What is Premarital Therapy? 5 reasons why you might want to consider counselling before marriage

There has been lots in the media recently about the rise of counselling for couples due to or thinking about getting married. This counselling has been termed as “premarital therapy”, and is one of the biggest growing trends in the counselling world. This article in the Guardian provides some accounts of those who have had premarital therapy and their reasons behind it, but why might you think about having some relationship therapy before you embark on marriage?
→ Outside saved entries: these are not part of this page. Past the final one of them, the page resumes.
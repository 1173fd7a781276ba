//! Feature transformers: missing-value imputation and standardization

use super::Transformer;
use crate::error::{KolosalError, Result};
use crate::pipeline::{param_str, Hyperparameters};
use ndarray::{Array1, Array2};
use serde::{Deserialize, Serialize};

/// How a column's missing values are filled
#[derive(Debug, Clone, Copy, PartialEq, Eq, Serialize, Deserialize)]
#[serde(rename_all = "snake_case")]
pub enum ImputeStrategy {
    Mean,
    Median,
    MostFrequent,
}

impl ImputeStrategy {
    fn parse(value: &str) -> Result<Self> {
        match value {
            "mean" => Ok(ImputeStrategy::Mean),
            "median" => Ok(ImputeStrategy::Median),
            "most_frequent" => Ok(ImputeStrategy::MostFrequent),
            other => Err(KolosalError::invalid_param(
                "impute_strategy",
                other,
                "expected mean, median or most_frequent",
            )),
        }
    }

    /// Fill value for the observed (non-NaN) entries of a column
    fn fill_value(self, mut observed: Vec<f64>) -> f64 {
        if observed.is_empty() {
            return 0.0;
        }
        match self {
            ImputeStrategy::Mean => observed.iter().sum::<f64>() / observed.len() as f64,
            ImputeStrategy::Median => {
                observed.sort_by(f64::total_cmp);
                let mid = observed.len() / 2;
                if observed.len() % 2 == 0 {
                    (observed[mid - 1] + observed[mid]) / 2.0
                } else {
                    observed[mid]
                }
            }
            ImputeStrategy::MostFrequent => {
                observed.sort_by(f64::total_cmp);
                // Longest run wins; the first (smallest) value wins ties
                let (mut best, mut best_count) = (observed[0], 0);
                let mut i = 0;
                while i < observed.len() {
                    let mut j = i;
                    while j < observed.len() && observed[j] == observed[i] {
                        j += 1;
                    }
                    if j - i > best_count {
                        best = observed[i];
                        best_count = j - i;
                    }
                    i = j;
                }
                best
            }
        }
    }
}

/// Replaces NaN entries with a per-column statistic learned at fit time
#[derive(Debug, Clone, Serialize, Deserialize)]
pub struct SimpleImputer {
    pub strategy: ImputeStrategy,
    fill_values: Option<Array1<f64>>,
}

impl SimpleImputer {
    pub fn new(strategy: ImputeStrategy) -> Self {
        Self {
            strategy,
            fill_values: None,
        }
    }

    pub fn from_params(params: &Hyperparameters) -> Result<Self> {
        let strategy = ImputeStrategy::parse(param_str(params, "impute_strategy", "mean")?)?;
        Ok(Self::new(strategy))
    }
}

impl Transformer for SimpleImputer {
    fn fit(&mut self, x: &Array2<f64>, _y: &Array1<f64>) -> Result<()> {
        let fill_values = x
            .columns()
            .into_iter()
            .map(|col| {
                let observed: Vec<f64> = col.iter().copied().filter(|v| !v.is_nan()).collect();
                self.strategy.fill_value(observed)
            })
            .collect();
        self.fill_values = Some(fill_values);
        Ok(())
    }

    fn transform(&self, x: &Array2<f64>) -> Result<Array2<f64>> {
        let fill_values = self.fill_values.as_ref().ok_or(KolosalError::ModelNotFitted)?;
        super::check_n_features(fill_values.len(), x)?;

        let mut out = x.clone();
        for (mut col, fill) in out.columns_mut().into_iter().zip(fill_values.iter()) {
            col.mapv_inplace(|v| if v.is_nan() { *fill } else { v });
        }
        Ok(out)
    }
}

/// Centers each column on its mean and scales it to unit variance
#[derive(Debug, Clone, Default, Serialize, Deserialize)]
pub struct StandardScaler {
    means: Option<Array1<f64>>,
    scales: Option<Array1<f64>>,
}

impl StandardScaler {
    pub fn new() -> Self {
        Self::default()
    }
}

impl Transformer for StandardScaler {
    fn fit(&mut self, x: &Array2<f64>, _y: &Array1<f64>) -> Result<()> {
        let n = x.nrows().max(1) as f64;
        let mut means = Array1::<f64>::zeros(x.ncols());
        let mut scales = Array1::<f64>::ones(x.ncols());

        for (j, col) in x.columns().into_iter().enumerate() {
            let mean = col.sum() / n;
            let var = col.iter().map(|v| (v - mean).powi(2)).sum::<f64>() / n;
            let std = var.sqrt();
            means[j] = mean;
            // Constant columns pass through centered but unscaled
            scales[j] = if std > 0.0 && std.is_finite() { std } else { 1.0 };
        }

        self.means = Some(means);
        self.scales = Some(scales);
        Ok(())
    }

    fn transform(&self, x: &Array2<f64>) -> Result<Array2<f64>> {
        let (means, scales) = match (&self.means, &self.scales) {
            (Some(m), Some(s)) => (m, s),
            _ => return Err(KolosalError::ModelNotFitted),
        };
        super::check_n_features(means.len(), x)?;
        Ok((x - means) / scales)
    }
}
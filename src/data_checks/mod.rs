//! Pre-search validation of a dataset.
//!
//! Each [`DataCheck`] inspects the dataset for one class of problem and
//! reports warnings (logged, search continues) and errors (search refuses to
//! start).

mod features;
mod target;
mod time_series;

pub use features::{HighlyNullDataCheck, IdColumnsDataCheck, UnsupportedTypeDataCheck};
pub use target::InvalidTargetDataCheck;
pub use time_series::EqualIntervalDataCheck;

use crate::data::Dataset;
use crate::problem::ProblemType;
use serde::{Deserialize, Serialize};
use std::collections::BTreeMap;
use std::fmt;

/// Machine-readable reason attached to every message
#[derive(Debug, Clone, Copy, PartialEq, Eq, Hash, Serialize, Deserialize)]
#[serde(rename_all = "snake_case")]
pub enum DataCheckCode {
    TargetHasNonFinite,
    TargetBinaryNotTwoClasses,
    TargetBinaryInvalidLabels,
    TargetMulticlassTooFewClasses,
    TargetClassTooSmallForFolds,
    TargetNotIntegerLabels,
    TargetSingleValue,
    UnsupportedColumnType,
    HighlyNullColumn,
    FullyNullColumn,
    HasIdColumn,
    DatetimeMissing,
    DatetimeNotIncreasing,
    DatetimeUnequalIntervals,
}

impl fmt::Display for DataCheckCode {
    fn fmt(&self, f: &mut fmt::Formatter<'_>) -> fmt::Result {
        let text = serde_json::to_value(self)
            .ok()
            .and_then(|v| v.as_str().map(str::to_string))
            .unwrap_or_else(|| format!("{:?}", self));
        f.write_str(&text)
    }
}

#[derive(Debug, Clone, PartialEq, Serialize, Deserialize)]
pub struct DataCheckMessage {
    /// Name of the check that produced the message
    pub check: String,
    pub code: DataCheckCode,
    pub message: String,
    pub details: BTreeMap<String, String>,
}

impl DataCheckMessage {
    pub fn new(check: &str, code: DataCheckCode, message: impl Into<String>) -> Self {
        Self {
            check: check.to_string(),
            code,
            message: message.into(),
            details: BTreeMap::new(),
        }
    }

    pub fn with_detail(mut self, key: &str, value: impl ToString) -> Self {
        self.details.insert(key.to_string(), value.to_string());
        self
    }
}

impl fmt::Display for DataCheckMessage {
    fn fmt(&self, f: &mut fmt::Formatter<'_>) -> fmt::Result {
        write!(f, "[{}] {}: {}", self.check, self.code, self.message)
    }
}

#[derive(Debug, Clone, Default, PartialEq, Serialize, Deserialize)]
pub struct DataCheckReport {
    pub warnings: Vec<DataCheckMessage>,
    pub errors: Vec<DataCheckMessage>,
}

impl DataCheckReport {
    pub fn new() -> Self {
        Self::default()
    }

    pub fn warn(&mut self, message: DataCheckMessage) {
        self.warnings.push(message);
    }

    pub fn error(&mut self, message: DataCheckMessage) {
        self.errors.push(message);
    }

    pub fn merge(&mut self, other: DataCheckReport) {
        self.warnings.extend(other.warnings);
        self.errors.extend(other.errors);
    }

    pub fn has_errors(&self) -> bool {
        !self.errors.is_empty()
    }

    pub fn is_empty(&self) -> bool {
        self.warnings.is_empty() && self.errors.is_empty()
    }

    pub fn codes(&self) -> Vec<DataCheckCode> {
        self.errors
            .iter()
            .chain(&self.warnings)
            .map(|m| m.code)
            .collect()
    }
}

/// A single validation rule applied before the search starts
pub trait DataCheck: Send + Sync + fmt::Debug {
    fn name(&self) -> &str;

    fn validate(&self, dataset: &Dataset, problem_type: ProblemType) -> DataCheckReport;
}

/// The checks that apply to a problem type
pub fn default_data_checks(problem_type: ProblemType, n_folds: usize) -> Vec<Box<dyn DataCheck>> {
    let mut checks: Vec<Box<dyn DataCheck>> = vec![
        Box::new(InvalidTargetDataCheck::new(n_folds)),
        Box::new(UnsupportedTypeDataCheck),
        Box::new(HighlyNullDataCheck::default()),
        Box::new(IdColumnsDataCheck),
    ];
    if problem_type.is_time_series() {
        checks.push(Box::new(EqualIntervalDataCheck));
    }
    checks
}

/// Runs every check and merges their reports in order
pub fn run_data_checks(
    checks: &[Box<dyn DataCheck>],
    dataset: &Dataset,
    problem_type: ProblemType,
) -> DataCheckReport {
    let mut report = DataCheckReport::new();
    for check in checks {
        report.merge(check.validate(dataset, problem_type));
    }
    report
}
  1. You have never lived together. Loving each other and living together are very different things sometimes! If you have never lived with the person you plan to stay with for the rest of your life, then you probably haven’t had to experience how they manage household bills, or how they deal with various chores or jobs around the house. Changing lightbulbs, taking the bins out, doing the food shop: all very mundane activities but the division of labour in these areas can be a make or break for many couples. If one person feels they are doing more around the house than the other, or feels left out of any financial management, then resentment can easily build up.
  2. You haven’t had sex yet. Many couples choose to wait until they are married before having sex, for personal, religious or cultural reasons. However premarital counselling can help you think about the meaning of sexual intimacy and your worries or hopes for your future sex life. Ironing out these issues early can save a lot of heartache in the long run.
  3. You’re having doubts. Maybe you are wondering if the grass is greener on the other side, or whether your fiancé truly is The One. Maybe you feel there are trust issues that make you feel anxious. When you say your vows, it’s important to be certain that you want to marry that person.
  4. Difficult discussions leading to arguments. In marriage, there can be many difficult discussions to be had around things such as fertility issues, childcare, money and family relationships. These complex issues can stir up a range of emotions and often lead to couples arguing. Talking these issues through with a counsellor before marriage can help you be aware of your own relationship “flashpoints” and work out strategies to manage these difficult conversations.
  5. You’re holding on to emotional pain around marriage. Perhaps it’s because your parents had a difficult marriage or break up. Maybe this is your second marriage and you’re still feeling burnt from your last relationship. Emotional pain from the past can last a long time and has the potential to wreck our future happiness if it’s left unresolved. Although opening up these wounds in therapy can feel painful, it’s often a beneficial option in the long term, to allow you space to explore and resolve your past.
  6. You have different views about children. Many couples come to counselling at the point where one of them wants to stay trying for a baby, but the other one doesn’t. This can be a very upsetting experience for the couple, where they each feel they cannot meet each other’s needs and they wonder why they have reached this situation. Having discussions about how many children you want, when you would like to start a family, or whether you just want lots of dogs and no children at all- these are all vital conversations to have pre marriage but can be difficult to work out without therapeutic support. Premarital Counselling can provide a good, explorative space to have these emotional conversations, and work out what your options are.

2 thoughts on “What is Premarital Therapy? 5 reasons why you might want to consider counselling before marriage

  1. Good post Elinor. I think the primary reason you would have premarital counselling is to start to get to know each other on a deep level. As you begin to understand each other’s childhoods and how they interlink it is easier to have compassion for each other and move into a more conscious relationship. It’s easier to do this before resentments have built up in the relationship.